Mechanisms underlying pioglitazone-mediated relaxation in isolated blood vessel

Abstract

Pioglitazone is a widely used anti-type 2 diabetic drug. Beside its insulin-sensitizing effects, pioglitazone exerts preventive roles against ischemic heart disease. Since one possible explanation is anti-hypertensive action, we examined effects of pioglitazone on contractility of isolated blood vessel. Endothelium-intact [End (+)] or -removed [End (-)] rat aorta is isolated and isometric tension is recorded. In both End (+) and End (-) aorta, pretreatment with pioglitazone (3 - 10 μM, 30 min) inhibited noradrenaline (NA) (1 nM - 1 μM)-induced contraction. In NA (100 nM)-pre-contracted aorta, pioglitazone (1 - 10 μM) directly induced a relaxation.
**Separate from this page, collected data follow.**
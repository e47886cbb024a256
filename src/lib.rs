//! Churn prediction service: upload a CSV of customers, get a churn label and
//! the reasoning factors per row, plus two summary charts.

pub mod api;
pub mod charts;
pub mod config;
pub mod engine;
pub mod error;
pub mod linear_engine;
pub mod report;
pub mod schema;
pub mod table;
pub mod types;

pub use api::{AppState, Prediction, metrics_router, router};
pub use charts::{ChartRenderer, Charts, PlottersRenderer};
pub use config::Config;
pub use engine::{ChurnLabel, Classifier, ClassifierError};
pub use linear_engine::LinearClassifier;
pub use schema::RequiredColumns;
//! End-to-end tests for the HTTP surface, driven through the router.

use axum::{
    Router,
    body::Body,
    http::{Request, StatusCode, header},
};
use candle_core::{Device, Tensor};
use churn_service::charts::{ChartRenderer, Charts};
use churn_service::report::PredictionSummary;
use churn_service::table::FeatureFrame;
use axum_prometheus::metrics_exporter_prometheus::PrometheusBuilder;
use churn_service::{
    AppState, ChurnLabel, Classifier, ClassifierError, LinearClassifier, PlottersRenderer,
    RequiredColumns, metrics_router, router,
};
use serde_json::Value;
use std::collections::HashMap;
use std::sync::Arc;
use tower::ServiceExt;

const BOUNDARY: &str = "churn-test-boundary";
const UPLOAD_LIMIT: usize = 1024 * 1024;

/// Churn whenever tenure is under a year.
struct TenureRule;

impl Classifier for TenureRule {
    fn predict(&self, frame: &FeatureFrame<'_>) -> Result<Vec<ChurnLabel>, ClassifierError> {
        let tenure = frame
            .column_index("tenure")
            .ok_or_else(|| ClassifierError::UnknownColumn("tenure".into()))?;
        Ok(frame
            .rows()
            .iter()
            .map(|row| match row[tenure].parse::<f64>() {
                Ok(months) if months < 12.0 => ChurnLabel::Churn,
                _ => ChurnLabel::NoChurn,
            })
            .collect())
    }
}

struct FixedCharts;

impl ChartRenderer for FixedCharts {
    fn render(&self, _summary: &PredictionSummary) -> anyhow::Result<Charts> {
        Ok(Charts {
            bar_graph: b"bar".to_vec(),
            line_graph: b"line".to_vec(),
        })
    }
}

fn columns() -> Arc<RequiredColumns> {
    Arc::new(RequiredColumns::new(vec!["tenure".into(), "MonthlyCharges".into()]).unwrap())
}

fn stub_app() -> Router {
    let state = AppState::new(Arc::new(TenureRule), columns(), Arc::new(FixedCharts));
    router(state, UPLOAD_LIMIT)
}

struct Part<'a> {
    name: &'a str,
    file_name: Option<&'a str>,
    content: &'a [u8],
}

fn file(file_name: &'static str, content: &'static str) -> Part<'static> {
    Part {
        name: "file",
        file_name: Some(file_name),
        content: content.as_bytes(),
    }
}

fn multipart_body(parts: &[Part<'_>]) -> Vec<u8> {
    let mut body = Vec::new();
    for part in parts {
        body.extend_from_slice(format!("--{BOUNDARY}\r\n").as_bytes());
        let disposition = match part.file_name {
            Some(file_name) => format!(
                "Content-Disposition: form-data; name=\"{}\"; filename=\"{file_name}\"\r\nContent-Type: text/csv\r\n\r\n",
                part.name
            ),
            None => format!(
                "Content-Disposition: form-data; name=\"{}\"\r\n\r\n",
                part.name
            ),
        };
        body.extend_from_slice(disposition.as_bytes());
        body.extend_from_slice(part.content);
        body.extend_from_slice(b"\r\n");
    }
    body.extend_from_slice(format!("--{BOUNDARY}--\r\n").as_bytes());
    body
}

async fn send(app: Router, request: Request<Body>) -> (StatusCode, Value) {
    let response = app.oneshot(request).await.unwrap();
    let status = response.status();
    let bytes = axum::body::to_bytes(response.into_body(), usize::MAX)
        .await
        .unwrap();
    let json = serde_json::from_slice(&bytes).unwrap_or(Value::Null);
    (status, json)
}

async fn post_predict(app: Router, parts: &[Part<'_>]) -> (StatusCode, Value) {
    let request = Request::builder()
        .method("POST")
        .uri("/predict")
        .header(
            header::CONTENT_TYPE,
            format!("multipart/form-data; boundary={BOUNDARY}"),
        )
        .body(Body::from(multipart_body(parts)))
        .unwrap();
    send(app, request).await
}

fn error_message(body: &Value) -> &str {
    body["error"].as_str().unwrap()
}

#[tokio::test]
async fn one_result_per_row_in_input_order() {
    let csv = "customerID,tenure,MonthlyCharges\nA,5,70.5\nB,48,20.0\nC,2,99.9\n";
    let (status, body) = post_predict(stub_app(), &[file("customers.csv", csv)]).await;

    assert_eq!(status, StatusCode::OK);
    let results = body["results"].as_array().unwrap();
    assert_eq!(results.len(), 3);
    assert_eq!(results[0]["prediction"], "Churn");
    assert_eq!(
        results[0]["reason"],
        "It is churn because of the following factors: tenure: 5, MonthlyCharges: 70.5"
    );
    assert_eq!(results[1]["prediction"], "No Churn");
    assert_eq!(
        results[1]["reason"],
        "It is no churn because of the following factors: tenure: 48, MonthlyCharges: 20.0"
    );
    assert_eq!(results[2]["prediction"], "Churn");
}

#[tokio::test]
async fn charts_are_returned_as_data_uris() {
    let csv = "tenure,MonthlyCharges\n5,70.5\n";
    let (status, body) = post_predict(stub_app(), &[file("customers.csv", csv)]).await;

    assert_eq!(status, StatusCode::OK);
    assert_eq!(body["bar_graph"], "data:image/png;base64,YmFy");
    assert_eq!(body["line_graph"], "data:image/png;base64,bGluZQ==");
    assert!(body.get("graph").is_none());
}

#[tokio::test]
async fn wrong_extension_is_rejected_regardless_of_content() {
    let csv = "tenure,MonthlyCharges\n5,70.5\n";
    for name in ["customers.txt", "customers.CSV", "customers.csv.bak"] {
        let (status, body) = post_predict(stub_app(), &[file(name, csv)]).await;
        assert_eq!(status, StatusCode::BAD_REQUEST, "filename {name:?}");
        assert_eq!(
            error_message(&body),
            "Invalid file type. Please upload a CSV file"
        );
    }
}

#[tokio::test]
async fn missing_file_field_is_rejected() {
    let other = Part {
        name: "notes",
        file_name: Some("customers.csv"),
        content: b"tenure,MonthlyCharges\n5,70.5\n",
    };
    let (status, body) = post_predict(stub_app(), &[other]).await;
    assert_eq!(status, StatusCode::BAD_REQUEST);
    assert_eq!(error_message(&body), "No file uploaded");

    let (status, body) = post_predict(stub_app(), &[]).await;
    assert_eq!(status, StatusCode::BAD_REQUEST);
    assert_eq!(error_message(&body), "No file uploaded");
}

#[tokio::test]
async fn file_field_without_filename_does_not_count() {
    let plain = Part {
        name: "file",
        file_name: None,
        content: b"tenure,MonthlyCharges\n5,70.5\n",
    };
    let (status, body) = post_predict(stub_app(), &[plain]).await;
    assert_eq!(status, StatusCode::BAD_REQUEST);
    assert_eq!(error_message(&body), "No file uploaded");
}

#[tokio::test]
async fn non_multipart_body_is_treated_as_no_file() {
    let request = Request::builder()
        .method("POST")
        .uri("/predict")
        .header(header::CONTENT_TYPE, "application/json")
        .body(Body::from(r#"{"file": "x.csv"}"#))
        .unwrap();
    let (status, body) = send(stub_app(), request).await;
    assert_eq!(status, StatusCode::BAD_REQUEST);
    assert_eq!(error_message(&body), "No file uploaded");
}

#[tokio::test]
async fn missing_columns_are_enumerated() {
    let csv = "customerID,tenure\nA,5\n";
    let (status, body) = post_predict(stub_app(), &[file("customers.csv", csv)]).await;
    assert_eq!(status, StatusCode::BAD_REQUEST);
    assert_eq!(
        error_message(&body),
        "Missing required columns: MonthlyCharges"
    );

    let csv = "customerID\nA\n";
    let (_, body) = post_predict(stub_app(), &[file("customers.csv", csv)]).await;
    assert_eq!(
        error_message(&body),
        "Missing required columns: tenure, MonthlyCharges"
    );
}

#[tokio::test]
async fn malformed_csv_is_a_read_error() {
    for csv in ["", "tenure,MonthlyCharges\n5,70.5,extra\n"] {
        let (status, body) = post_predict(stub_app(), &[file("customers.csv", csv)]).await;
        assert_eq!(status, StatusCode::BAD_REQUEST);
        assert!(
            error_message(&body).starts_with("Error reading file: "),
            "unexpected message {body}"
        );
    }
}

#[tokio::test]
async fn header_only_csv_returns_empty_results() {
    let csv = "tenure,MonthlyCharges\n";
    let (status, body) = post_predict(stub_app(), &[file("customers.csv", csv)]).await;
    assert_eq!(status, StatusCode::OK);
    assert!(body["results"].as_array().unwrap().is_empty());
}

#[tokio::test]
async fn repeated_requests_and_duplicate_rows_agree() {
    let csv = "tenure,MonthlyCharges\n7,55.0\n7,55.0\n30,80.25\n";
    let (_, first) = post_predict(stub_app(), &[file("customers.csv", csv)]).await;
    let (_, second) = post_predict(stub_app(), &[file("customers.csv", csv)]).await;

    assert_eq!(first["results"], second["results"]);
    assert_eq!(first["results"][0], first["results"][1]);
}

#[tokio::test]
async fn cors_allows_any_origin() {
    let request = Request::builder()
        .method("GET")
        .uri("/health")
        .header(header::ORIGIN, "http://example.com")
        .body(Body::empty())
        .unwrap();
    let response = stub_app().oneshot(request).await.unwrap();

    assert_eq!(response.status(), StatusCode::OK);
    assert_eq!(
        response.headers()[header::ACCESS_CONTROL_ALLOW_ORIGIN],
        "*"
    );
}

#[tokio::test]
async fn metrics_route_allows_any_origin() {
    let handle = PrometheusBuilder::new().build_recorder().handle();
    let app = stub_app().merge(metrics_router(handle));
    let request = Request::builder()
        .method("GET")
        .uri("/metrics")
        .header(header::ORIGIN, "http://example.com")
        .body(Body::empty())
        .unwrap();
    let response = app.oneshot(request).await.unwrap();

    assert_eq!(response.status(), StatusCode::OK);
    assert_eq!(
        response.headers()[header::ACCESS_CONTROL_ALLOW_ORIGIN],
        "*"
    );
}

#[tokio::test]
async fn health_reports_ok() {
    let request = Request::builder()
        .uri("/health")
        .body(Body::empty())
        .unwrap();
    let (status, body) = send(stub_app(), request).await;
    assert_eq!(status, StatusCode::OK);
    assert_eq!(body["status"], "ok");
}

#[tokio::test]
async fn oversized_upload_is_rejected() {
    let state = AppState::new(Arc::new(TenureRule), columns(), Arc::new(FixedCharts));
    let app = router(state, 64);

    let csv = format!("tenure,MonthlyCharges\n{}", "5,70.5\n".repeat(100));
    let content: &'static str = Box::leak(csv.into_boxed_str());
    let (status, _) = post_predict(app, &[file("customers.csv", content)]).await;
    assert_eq!(status, StatusCode::PAYLOAD_TOO_LARGE);
}

/// Writes a two-feature linear model: short tenure on a monthly contract churns.
fn write_model(dir: &std::path::Path) {
    std::fs::write(
        dir.join("config.json"),
        r#"{"num_classes": 2, "churn_class": 1, "features": [
            {"kind": "numeric", "column": "tenure", "mean": 12.0, "scale": 12.0},
            {"kind": "categorical", "column": "Contract", "categories": ["Month-to-month", "One year", "Two year"]}
        ]}"#,
    )
    .unwrap();

    let device = Device::Cpu;
    let weight = Tensor::new(
        &[[1.0f32, -1.0, 0.5, 1.5], [-1.0, 1.0, -0.5, -1.5]],
        &device,
    )
    .unwrap();
    let bias = Tensor::new(&[0f32, 0.0], &device).unwrap();
    let tensors = HashMap::from([
        ("classifier.weight".to_string(), weight),
        ("classifier.bias".to_string(), bias),
    ]);
    candle_core::safetensors::save(&tensors, dir.join("model.safetensors")).unwrap();
}

fn model_app() -> (tempfile::TempDir, Router) {
    let dir = tempfile::tempdir().unwrap();
    write_model(dir.path());
    let columns =
        Arc::new(RequiredColumns::new(vec!["tenure".into(), "Contract".into()]).unwrap());
    let classifier = LinearClassifier::load(dir.path(), &columns).unwrap();
    let state = AppState::new(
        Arc::new(classifier),
        columns,
        Arc::new(PlottersRenderer::new(false)),
    );
    (dir, router(state, UPLOAD_LIMIT))
}

#[tokio::test]
async fn end_to_end_with_trained_model_and_charts() {
    let (_dir, app) = model_app();
    let csv = "customerID,Contract,tenure\nA,Month-to-month,1\nB,Two year,60\nC,Month-to-month,2\n";
    let (status, body) = post_predict(app, &[file("telco.csv", csv)]).await;

    assert_eq!(status, StatusCode::OK);
    let predictions: Vec<&str> = body["results"]
        .as_array()
        .unwrap()
        .iter()
        .map(|r| r["prediction"].as_str().unwrap())
        .collect();
    assert_eq!(predictions, ["Churn", "No Churn", "Churn"]);
    assert_eq!(
        body["results"][1]["reason"],
        "It is no churn because of the following factors: tenure: 60, Contract: Two year"
    );

    for key in ["bar_graph", "line_graph"] {
        assert!(
            body[key]
                .as_str()
                .unwrap()
                .starts_with("data:image/png;base64,iVBORw0KGgo"),
            "{key} is not a PNG data URI"
        );
    }
}

#[tokio::test]
async fn non_numeric_feature_is_a_client_error() {
    let (_dir, app) = model_app();
    let csv = "tenure,Contract\n5,Month-to-month\n,Two year\n";
    let (status, body) = post_predict(app, &[file("telco.csv", csv)]).await;

    assert_eq!(status, StatusCode::BAD_REQUEST);
    assert_eq!(
        error_message(&body),
        "Invalid value for column 'tenure' at row 2: ''"
    );
}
The relaxant effect is higher in End (-) aorta than in End (+) aorta. In End (+) aorta, N G-nitro-L-arginine methyl ester (100 μM) significantly inhibited the relaxation. In End (-) aorta, neither indomethacin nor cimetidine affected the relaxation, but tetraethylammonium (10 mM) inhibited it. Furthermore, the relaxation was significantly inhibited by a voltage-dependent K+ (KV)-channel blocker, 4-aminopyridine (1 mM), or an inward rectifying K+ (KIR)-channel blocker, BaCl2 (1 mM). GW9662 (2 μM), a blocker of peroxisome proliferator-activated receptor (PPAR)-γ was ineffective against the relaxation. The present study demonstrated that pioglitazone causes PPAR-γ-independent relaxation. While endothelium-dependent relaxation is mediated via nitric oxide, the endothelium-independent one is responsible for smooth muscle K+ (KV, KIR)-channel opening. ©2008 The Japanese Pharmacological Society.